====== Data records ======
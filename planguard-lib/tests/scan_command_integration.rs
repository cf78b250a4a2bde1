//! Integration tests for the `scan` command, driven through `run`.

use camino::Utf8PathBuf;
use planguard_lib::Host;
use serde_json::{Value, json};
use std::fs;
use tempfile::TempDir;

/// Test host that captures output to in-memory buffers.
#[derive(Debug, Default)]
struct TestHost {
    output_buf: Vec<u8>,
    error_buf: Vec<u8>,
}

impl TestHost {
    fn output_str(&self) -> String {
        String::from_utf8_lossy(&self.output_buf).into_owned()
    }
}

impl Host for TestHost {
    fn output(&mut self) -> impl std::io::Write {
        &mut self.output_buf
    }

    fn error(&mut self) -> impl std::io::Write {
        &mut self.error_buf
    }

    fn exit(&mut self, _code: i32) {}
}

const CONFIG: &str = r#"
[settings]
exclude_paths = ["legacy/**"]

[[rule]]
id = "large_instance"
name = "Large instance"
severity = "error"
resource_type = "aws_instance"
when = "self.instance_type == 't3.large'"
conditions = ["true"]
message = "Instance is too large"
remediation = "Use a t3.micro"

[[rule]]
id = "public_bucket"
name = "Public bucket"
severity = "warning"
resource_type = "aws_s3_*"
conditions = ["has(self.acl) && self.acl == 'public-read'"]
message = "Bucket is public"

[[exception]]
rules = ["public_bucket"]
resource_names = ["site_*"]
reason = "Static website"
approved_by = "security-team"
"#;

struct Fixture {
    _dir: TempDir,
    root: Utf8PathBuf,
}

impl Fixture {
    fn new(config: &str, resources: &Value) -> Self {
        let dir = tempfile::tempdir().unwrap();
        let root = Utf8PathBuf::try_from(dir.path().to_path_buf()).unwrap();
        fs::write(root.join("planguard.toml"), config).unwrap();
        fs::write(root.join("resources.json"), resources.to_string()).unwrap();
        Self { _dir: dir, root }
    }

    fn path(&self, name: &str) -> String {
        self.root.join(name).to_string()
    }

    fn scan(&self, extra: &[&str]) -> (TestHost, planguard_lib::Result<()>) {
        let config = self.path("planguard.toml");
        let resources = self.path("resources.json");
        let mut args = vec!["planguard", "scan", "--config", &config, "--resources", &resources, "--color", "never"];
        args.extend_from_slice(extra);

        let mut host = TestHost::default();
        let result = planguard_lib::run(&mut host, args);
        (host, result)
    }
}

fn resources() -> Value {
    json!({ "resources": [
        { "type": "aws_instance", "name": "big", "file": "compute.tf", "line": 1, "column": 1,
          "attributes": { "instance_type": "t3.large" } },
        { "type": "aws_instance", "name": "small", "file": "compute.tf", "line": 9, "column": 1,
          "attributes": { "instance_type": "t3.micro" } },
        { "type": "aws_instance", "name": "old", "file": "legacy/compute.tf", "line": 1, "column": 1,
          "attributes": { "instance_type": "t3.large" } },
        { "type": "aws_s3_bucket", "name": "site_assets", "file": "storage.tf", "line": 1, "column": 1,
          "attributes": { "acl": "public-read" } },
        { "type": "aws_s3_bucket", "name": "uploads", "file": "storage.tf", "line": 12, "column": 1,
          "attributes": { "acl": "public-read" } }
    ] })
}

#[test]
#[cfg_attr(miri, ignore = "Miri cannot call GetTempPathW")]
fn test_text_report_and_failure_on_error() {
    let fixture = Fixture::new(CONFIG, &resources());
    let (host, result) = fixture.scan(&[]);

    let err = result.unwrap_err();
    assert!(err.to_string().contains("1 violation(s) at or above severity 'error'"));

    let output = host.output_str();
    assert!(output.contains("ERRORS: 1"));
    assert!(output.contains("aws_instance.big"));
    assert!(!output.contains("aws_instance.small"));
    assert!(!output.contains("aws_instance.old"));
    assert!(output.contains("WARNINGS: 1"));
    assert!(output.contains("aws_s3_bucket.uploads"));
    assert!(output.contains("EXCEPTED: 1"));
    assert!(output.contains("Total: 2 violation(s) (1 excepted)"));
}

#[test]
#[cfg_attr(miri, ignore = "Miri cannot call GetTempPathW")]
fn test_warnings_pass_by_default() {
    let config = CONFIG.replace("when = \"self.instance_type == 't3.large'\"", "when = \"false\"");
    let fixture = Fixture::new(&config, &resources());

    let (host, result) = fixture.scan(&[]);
    result.unwrap();
    assert!(host.output_str().contains("WARNINGS: 1"));

    let (_, result) = fixture.scan(&["--fail-on", "warning"]);
    assert!(result.is_err());
}

#[test]
#[cfg_attr(miri, ignore = "Miri cannot call GetTempPathW")]
fn test_fail_on_warning_setting() {
    let config = CONFIG
        .replace("when = \"self.instance_type == 't3.large'\"", "when = \"false\"")
        .replace("[settings]", "[settings]\nfail_on_warning = true");
    let fixture = Fixture::new(&config, &resources());

    let (_, result) = fixture.scan(&[]);
    assert!(result.unwrap_err().to_string().contains("severity 'warning'"));
}

#[test]
#[cfg_attr(miri, ignore = "Miri cannot call GetTempPathW")]
fn test_json_report_to_file() {
    let fixture = Fixture::new(CONFIG, &resources());
    let report = fixture.path("report.json");

    let (host, result) = fixture.scan(&["--format", "json", "--output", &report, "--fail-on", "info"]);
    assert!(result.is_err());
    assert!(host.output_buf.is_empty());

    let json: Value = serde_json::from_str(&fs::read_to_string(&report).unwrap()).unwrap();
    assert_eq!(json["summary"], json!({ "errors": 1, "warnings": 1, "info": 0, "excepted": 1 }));
    assert_eq!(json["violations"][0]["rule_id"], "large_instance");
    assert_eq!(json["excepted"][0]["exception"]["reason"], "Static website");
}

#[test]
#[cfg_attr(miri, ignore = "Miri cannot call GetTempPathW")]
fn test_sarif_report() {
    let fixture = Fixture::new(CONFIG, &resources());
    let (host, _) = fixture.scan(&["--format", "sarif"]);

    let sarif: Value = serde_json::from_str(&host.output_str()).unwrap();
    let results = sarif["runs"][0]["results"].as_array().unwrap();
    assert_eq!(results.len(), 2);
    assert_eq!(results[1]["level"], "warning");
}

#[test]
#[cfg_attr(miri, ignore = "Miri cannot call GetTempPathW")]
fn test_extra_rules_file() {
    let fixture = Fixture::new("", &resources());
    fs::write(
        fixture.root.join("extra.toml"),
        r#"
[[rule]]
id = "reads_file"
name = "Reads file"
severity = "info"
resource_type = "*"
conditions = ["contains_function_call('file')"]
message = "Uses file()"
"#,
    )
    .unwrap();
    fs::write(
        fixture.root.join("resources.json"),
        json!({ "resources": [
            { "type": "aws_instance", "name": "web", "file": "main.tf", "line": 3, "column": 1,
              "raw_expressions": { "user_data": {
                  "kind": "function_call", "name": "base64encode",
                  "args": [{ "kind": "function_call", "name": "file", "args": [{ "kind": "literal", "value": "init.sh" }] }]
              } } }
        ] })
        .to_string(),
    )
    .unwrap();

    let extra = fixture.path("extra.toml");
    let (host, result) = fixture.scan(&["--rules", &extra]);

    result.unwrap();
    let output = host.output_str();
    assert!(output.contains("INFO: 1"));
    assert!(output.contains("Reads file (reads_file)"));
}

#[test]
#[cfg_attr(miri, ignore = "Miri cannot call GetTempPathW")]
fn test_evaluation_error_aborts_scan() {
    let config = CONFIG.replace("conditions = [\"true\"]", "conditions = [\"self.no_such_attribute == 1\"]");
    let fixture = Fixture::new(&config, &resources());

    let (host, result) = fixture.scan(&[]);

    assert!(result.unwrap_err().to_string().contains("rule 'large_instance' failed on aws_instance.big"));
    assert!(host.output_buf.is_empty());
}

#[test]
#[cfg_attr(miri, ignore = "Miri cannot call GetTempPathW")]
fn test_no_resources_is_clean() {
    let fixture = Fixture::new(CONFIG, &json!({ "resources": [] }));
    let (host, result) = fixture.scan(&[]);

    result.unwrap();
    assert_eq!(host.output_str(), "No violations found\n");
}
======
About this exercise:
For every line of the material above that contains the word "root", show the line.

Result of the exercise:
    root: Utf8PathBuf,
        let root = Utf8PathBuf::try_from(dir.path().to_path_buf()).unwrap();
        fs::write(root.join("planguard.toml"), config).unwrap();
        fs::write(root.join("resources.json"), resources.to_string()).unwrap();
        Self { _dir: dir, root }
        self.root.join(name).to_string()
        fixture.root.join("extra.toml"),
        fixture.root.join("resources.json"),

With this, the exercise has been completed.